En la trilogía quedaron muchas aristas para seguir trabajando. ¿Podrían venirse Pía (la hermana mayor) o el padre, por ejemplo?
—Hay mucha gente que me pide al padre porque es un personaje muy característico de nuestra alta sociedad: el hombre que se hace el pendejo y se compra una moto chopera para estar con una chica más joven. Me han pedido a Pía también. Pero yo decidí frenar un poco, precisamente por esto que te decía antes, porque me gusta tomar nuevos desafíos. Así que esto por ahora es una trilogía.
¿Por qué en La mamá de Johnny y en Pichón aparece una advertencia que desvincula al autor de las opiniones de los personajes?
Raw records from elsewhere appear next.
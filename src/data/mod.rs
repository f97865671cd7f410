//! Data layer: the columnar table filters are evaluated against, and loading.
//!
//! Architecture:
//! ```text
//!  .parquet / .json / .csv
//!        │
//!        ▼
//!   ┌──────────┐
//!   │  loader   │  parse file → DataTable (column types inferred)
//!   └──────────┘
//!        │
//!        ▼
//!   ┌───────────┐
//!   │ DataTable  │  ColumnKey → DataColumn, ColumnKey → Vec<CellValue>
//!   └───────────┘
//!        │
//!        ▼
//!   ┌──────────┐
//!   │  filter   │  FilterSet → included row indices
//!   └──────────┘
//! ```

pub mod loader;
pub mod model;

pub use model::{CellValue, ColumnKey, DataColumn, DataTable, DataType, TableBuilder};
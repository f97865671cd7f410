use std::collections::HashSet;
use std::iter::FusedIterator;
use std::ops::Range;

use rayon::prelude::*;
use serde::{Deserialize, Serialize};

use super::predicate::CompareFn;
use super::{Filter, FilterKind};
use crate::data::model::{CellValue, DataTable};
use crate::error::Result;

// ---------------------------------------------------------------------------
// ScanOptions – how a full-table scan is executed
// ---------------------------------------------------------------------------

/// Scan tuning. Readable from JSON; missing fields take the defaults.
#[derive(Debug, Clone, Copy, PartialEq, Eq, Serialize, Deserialize)]
#[serde(default)]
pub struct ScanOptions {
    /// Allow splitting the scan across the rayon thread pool.
    pub parallel: bool,
    /// Tables smaller than this are always scanned on the calling thread.
    pub parallel_threshold: usize,
}

impl Default for ScanOptions {
    fn default() -> Self {
        Self {
            parallel: true,
            parallel_threshold: 16_384,
        }
    }
}

impl ScanOptions {
    pub fn sequential() -> Self {
        Self {
            parallel: false,
            ..Self::default()
        }
    }
}

// ---------------------------------------------------------------------------
// Bound – a filter with its column resolved against one table
// ---------------------------------------------------------------------------

/// Per-scan form of an enabled filter. Column lookups and type checks happen
/// once in [`bind`], leaving only the comparison per row.
#[derive(Clone, Copy)]
enum Bound<'a> {
    Predicate {
        cells: &'a [CellValue],
        compare: CompareFn,
        reference: &'a CellValue,
        inverted: bool,
    },
    Set {
        rows: &'a HashSet<usize>,
        inverted: bool,
    },
}

impl Bound<'_> {
    #[inline]
    fn test(&self, row: usize) -> bool {
        match *self {
            Bound::Predicate {
                cells,
                compare,
                reference,
                inverted,
            } => compare(&cells[row], reference) != inverted,
            Bound::Set { rows, inverted } => rows.contains(&row) != inverted,
        }
    }
}

/// Resolve every enabled filter against `table`. Disabled filters are
/// dropped: they include every row.
fn bind<'a>(filters: &'a [Filter], table: &'a DataTable) -> Result<Vec<Bound<'a>>> {
    filters
        .iter()
        .filter(|f| f.enabled)
        .map(|f| -> Result<Bound<'a>> {
            let bound = match &f.kind {
                FilterKind::Predicate(p) => Bound::Predicate {
                    cells: p.resolve(table)?,
                    compare: p.predicate().compare,
                    reference: p.reference(),
                    inverted: f.inverted,
                },
                FilterKind::Set(s) => Bound::Set {
                    rows: s.row_set(),
                    inverted: f.inverted,
                },
            };
            log::trace!("bound filter: {f}");
            Ok(bound)
        })
        .collect()
}

#[inline]
fn passes_all(bound: &[Bound<'_>], row: usize) -> bool {
    bound.iter().all(|b| b.test(row))
}

// ---------------------------------------------------------------------------
// FilterSet – ordered filters combined by AND
// ---------------------------------------------------------------------------

/// An ordered collection of filters. A row is included iff every filter
/// includes it; an empty set includes every row.
#[derive(Debug, Clone, Default)]
pub struct FilterSet {
    filters: Vec<Filter>,
}

impl FilterSet {
    pub fn new() -> Self {
        Self::default()
    }

    pub fn push(&mut self, filter: impl Into<Filter>) {
        self.filters.push(filter.into());
    }

    /// Remove and return the filter at `index`, if any.
    pub fn remove(&mut self, index: usize) -> Option<Filter> {
        (index < self.filters.len()).then(|| self.filters.remove(index))
    }

    pub fn get(&self, index: usize) -> Option<&Filter> {
        self.filters.get(index)
    }

    /// Mutable access for toggling flags; the filter kind stays fixed.
    pub fn get_mut(&mut self, index: usize) -> Option<&mut Filter> {
        self.filters.get_mut(index)
    }

    pub fn iter(&self) -> std::slice::Iter<'_, Filter> {
        self.filters.iter()
    }

    /// The most recently pushed filter.
    pub fn last_mut(&mut self) -> Option<&mut Filter> {
        self.filters.last_mut()
    }

    pub fn len(&self) -> usize {
        self.filters.len()
    }

    pub fn is_empty(&self) -> bool {
        self.filters.is_empty()
    }

    pub fn enabled_count(&self) -> usize {
        self.filters.iter().filter(|f| f.enabled).count()
    }

    /// Keep only the filters for which `keep` returns true.
    pub fn retain(&mut self, keep: impl FnMut(&Filter) -> bool) {
        self.filters.retain(keep);
    }

    /// Whether a single row passes every filter. Stops at the first exclusion.
    pub fn includes(&self, row: usize, table: &DataTable) -> Result<bool> {
        for filter in &self.filters {
            if !filter.apply(row, table)? {
                return Ok(false);
            }
        }
        Ok(true)
    }

    /// Lazy iterator over the included rows of `table`, ascending.
    ///
    /// Columns are resolved here, so a missing column is reported before any
    /// row is produced and iteration itself cannot fail.
    pub fn rows<'a>(&'a self, table: &'a DataTable) -> Result<FilteredRows<'a>> {
        Ok(FilteredRows {
            bound: bind(&self.filters, table)?,
            rows: 0..table.row_count(),
        })
    }

    /// Included rows within `range` (clamped to the table), for chunked scans.
    pub fn filter_range(&self, table: &DataTable, range: Range<usize>) -> Result<Vec<usize>> {
        let end = range.end.min(table.row_count());
        let start = range.start.min(end);
        let bound = bind(&self.filters, table)?;
        Ok((start..end).filter(|&row| passes_all(&bound, row)).collect())
    }

    /// One inclusion flag per row of `table`.
    pub fn mask(&self, table: &DataTable) -> Result<Vec<bool>> {
        let bound = bind(&self.filters, table)?;
        Ok((0..table.row_count())
            .map(|row| passes_all(&bound, row))
            .collect())
    }

    /// Full-table scan returning included rows in ascending order.
    ///
    /// Large tables are split across the rayon pool when `options` allow it;
    /// the result is identical either way.
    pub fn scan(&self, table: &DataTable, options: &ScanOptions) -> Result<Vec<usize>> {
        let bound = bind(&self.filters, table)?;
        let row_count = table.row_count();

        let rows: Vec<usize> = if options.parallel && row_count >= options.parallel_threshold {
            (0..row_count)
                .into_par_iter()
                .filter(|&row| passes_all(&bound, row))
                .collect()
        } else {
            (0..row_count).filter(|&row| passes_all(&bound, row)).collect()
        };

        log::debug!(
            "scanned {row_count} rows with {} active filters: {} included",
            bound.len(),
            rows.len()
        );
        Ok(rows)
    }
}

impl<'a> IntoIterator for &'a FilterSet {
    type Item = &'a Filter;
    type IntoIter = std::slice::Iter<'a, Filter>;

    fn into_iter(self) -> Self::IntoIter {
        self.filters.iter()
    }
}

impl IntoIterator for FilterSet {
    type Item = Filter;
    type IntoIter = std::vec::IntoIter<Filter>;

    fn into_iter(self) -> Self::IntoIter {
        self.filters.into_iter()
    }
}

impl FromIterator<Filter> for FilterSet {
    fn from_iter<I: IntoIterator<Item = Filter>>(iter: I) -> Self {
        FilterSet {
            filters: iter.into_iter().collect(),
        }
    }
}

/// Included row indices of `table` under `filters`, ascending.
pub fn filter_rows(table: &DataTable, filters: &FilterSet) -> Result<Vec<usize>> {
    Ok(filters.rows(table)?.collect())
}

// ---------------------------------------------------------------------------
// FilteredRows – lazy row iterator
// ---------------------------------------------------------------------------

/// Lazily yields the included rows of one table. Clone it to restart from
/// the current position.
#[derive(Clone)]
pub struct FilteredRows<'a> {
    bound: Vec<Bound<'a>>,
    rows: Range<usize>,
}

impl Iterator for FilteredRows<'_> {
    type Item = usize;

    fn next(&mut self) -> Option<usize> {
        let bound = &self.bound;
        self.rows.find(|&row| passes_all(bound, row))
    }

    fn size_hint(&self) -> (usize, Option<usize>) {
        (0, Some(self.rows.len()))
    }
}

impl DoubleEndedIterator for FilteredRows<'_> {
    fn next_back(&mut self) -> Option<usize> {
        let bound = &self.bound;
        self.rows.rfind(|&row| passes_all(bound, row))
    }
}

impl FusedIterator for FilteredRows<'_> {}

#[cfg(test)]
mod tests {
    use super::*;
    use crate::data::model::{DataColumn, DataType};
    use crate::error::FilterError;
    use crate::filter::{PredicateFilter, PredicateRegistry, SetFilter};

    fn age_table() -> DataTable {
        DataTable::builder()
            .column(
                DataColumn::new("age", DataType::Integer),
                vec![5i64.into(), 15i64.into(), 25i64.into()],
            )
            .build()
            .unwrap()
    }

    fn age_filter(table: &DataTable, shorthand: &str, reference: i64) -> Filter {
        let age = table.column(&"age".into()).unwrap();
        PredicateFilter::new(&PredicateRegistry::standard(), age, shorthand, reference)
            .unwrap()
            .into()
    }

    #[test]
    fn test_empty_set_includes_everything() {
        let table = age_table();
        assert_eq!(filter_rows(&table, &FilterSet::new()).unwrap(), [0, 1, 2]);
    }

    #[test]
    fn test_intersection() {
        let table = age_table();
        let mut filters = FilterSet::new();
        filters.push(age_filter(&table, ">=", 10));
        filters.push(SetFilter::new([0, 1]));
        assert_eq!(filter_rows(&table, &filters).unwrap(), [1]);
        assert!(filters.includes(1, &table).unwrap());
        assert!(!filters.includes(0, &table).unwrap());
        assert_eq!(filters.mask(&table).unwrap(), [false, true, false]);
    }

    #[test]
    fn test_lazy_rows_restart_and_reverse() {
        let table = age_table();
        let filters: FilterSet = [age_filter(&table, "!=", 15)].into_iter().collect();
        let rows = filters.rows(&table).unwrap();
        assert_eq!(rows.clone().collect::<Vec<_>>(), [0, 2]);
        assert_eq!(rows.clone().rev().collect::<Vec<_>>(), [2, 0]);
        assert_eq!(rows.count(), 2);
    }

    #[test]
    fn test_missing_column_surfaces_before_iteration() {
        let table = age_table();
        let filters: FilterSet = [age_filter(&table, ">", 0)].into_iter().collect();
        let other = DataTable::builder()
            .column(DataColumn::new("id", DataType::Integer), vec![1i64.into()])
            .build()
            .unwrap();
        assert_eq!(
            filters.rows(&other).err(),
            Some(FilterError::ColumnNotFound("age".into()))
        );
        assert!(filters.scan(&other, &ScanOptions::default()).is_err());
    }

    #[test]
    fn test_disabled_filters_are_skipped() {
        let table = age_table();
        let mut filters = FilterSet::new();
        filters.push(age_filter(&table, "<", 0).disabled());
        filters.push(Filter::from(SetFilter::new([2])).inverted());
        assert_eq!(filters.enabled_count(), 1);
        assert_eq!(filter_rows(&table, &filters).unwrap(), [0, 1]);
    }

    #[test]
    fn test_filter_range_clamps() {
        let table = age_table();
        let filters: FilterSet = [age_filter(&table, ">", 0)].into_iter().collect();
        assert_eq!(filters.filter_range(&table, 1..10).unwrap(), [1, 2]);
        assert!(filters.filter_range(&table, 5..10).unwrap().is_empty());
    }

    #[test]
    fn test_parallel_scan_matches_sequential() {
        let n = 50_000i64;
        let table = DataTable::builder()
            .column(
                DataColumn::new("v", DataType::Integer),
                (0..n).map(|i| CellValue::Integer((i * 7919) % 1000)).collect(),
            )
            .build()
            .unwrap();
        let column = table.column(&"v".into()).unwrap();
        let mut filters = FilterSet::new();
        filters.push(
            PredicateFilter::new(&PredicateRegistry::standard(), column, ">=", 500i64).unwrap(),
        );
        filters.push(SetFilter::new((0..n as usize).step_by(3)));

        let parallel = ScanOptions {
            parallel: true,
            parallel_threshold: 1,
        };
        let expected = filters.scan(&table, &ScanOptions::sequential()).unwrap();
        assert_eq!(filters.scan(&table, &parallel).unwrap(), expected);
        assert_eq!(filter_rows(&table, &filters).unwrap(), expected);
    }

    #[test]
    fn test_adding_filters_never_grows_result() {
        let table = age_table();
        let mut filters = FilterSet::new();
        let mut previous = filter_rows(&table, &filters).unwrap().len();
        for filter in [
            age_filter(&table, ">", 0),
            Filter::from(SetFilter::new([0, 2])).inverted(),
            age_filter(&table, "<=", 5),
        ] {
            filters.push(filter);
            let count = filter_rows(&table, &filters).unwrap().len();
            assert!(count <= previous);
            previous = count;
        }
    }

    #[test]
    fn test_last_mut_and_retain() {
        let table = age_table();
        let mut filters = FilterSet::new();
        assert!(filters.last_mut().is_none());

        filters.push(age_filter(&table, ">", 0));
        filters.push(SetFilter::new([0, 1]));
        if let Some(last) = filters.last_mut() {
            last.inverted = true;
        }
        assert_eq!(filter_rows(&table, &filters).unwrap(), [2]);

        filters.retain(|f| f.as_set().is_none());
        assert_eq!(filters.len(), 1);
        assert_eq!(filter_rows(&table, &filters).unwrap(), [0, 1, 2]);
    }

    #[test]
    fn test_scan_options_from_json() {
        let options: ScanOptions = serde_json::from_str(r#"{"parallel": false}"#).unwrap();
        assert_eq!(options, ScanOptions::sequential());
    }
}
—Eso fue porque yo había leído La novela luminosa. Levrero quiere pedir disculpas por adelantado porque muchas amigas y amigos se van a sentir reconocidos y que probablemente no estuvo a la altura o algo así. La llamé a Mercedes Güiraldes y le dije: “Che, yo en este libro le pego a todo el mundo”. A todo el “jet set” de la Argentina, que no existe, como siempre digo. Pero hay muchos nombres, apellidos y cosas. Entonces le propongo aclarar que todo lo dice la mamá de Johnny, no lo decimos nosotros. Y que después la gente pregunte si hicieron juicio, si alguno se enojó o si vino Costantini y estaba enfurecido, ¿no? Parecía muy divertido. Entonces fue un truco más, una vuelta de tuerca. Hay mucha gente que me pregunta por esta leyenda. A mí hace mucha gracia porque no pasó desapercibida. Se cumplió lo que yo quería; es una forma de expresar: “¿Saben qué?, me chupa un huevo la corrección política y, además, los voy a engañar a todos y les voy a hacer creer que me importa”.
Independientemente del objetivo inicial, ¿alguien se enojó con vos?
—Alguna familia “más patricia”. Me dijeron: “Che, boludo, habiendo tantos paquetes en este país, ¿justo venís a poner a mi familia?”. Y bueno… era gracioso. A este que me hizo el comentario le respondí: “¿No son ciertas las dos cosas que dice (el personaje) de tu familia? Era gracioso, no jodas, tomátelo con humor”.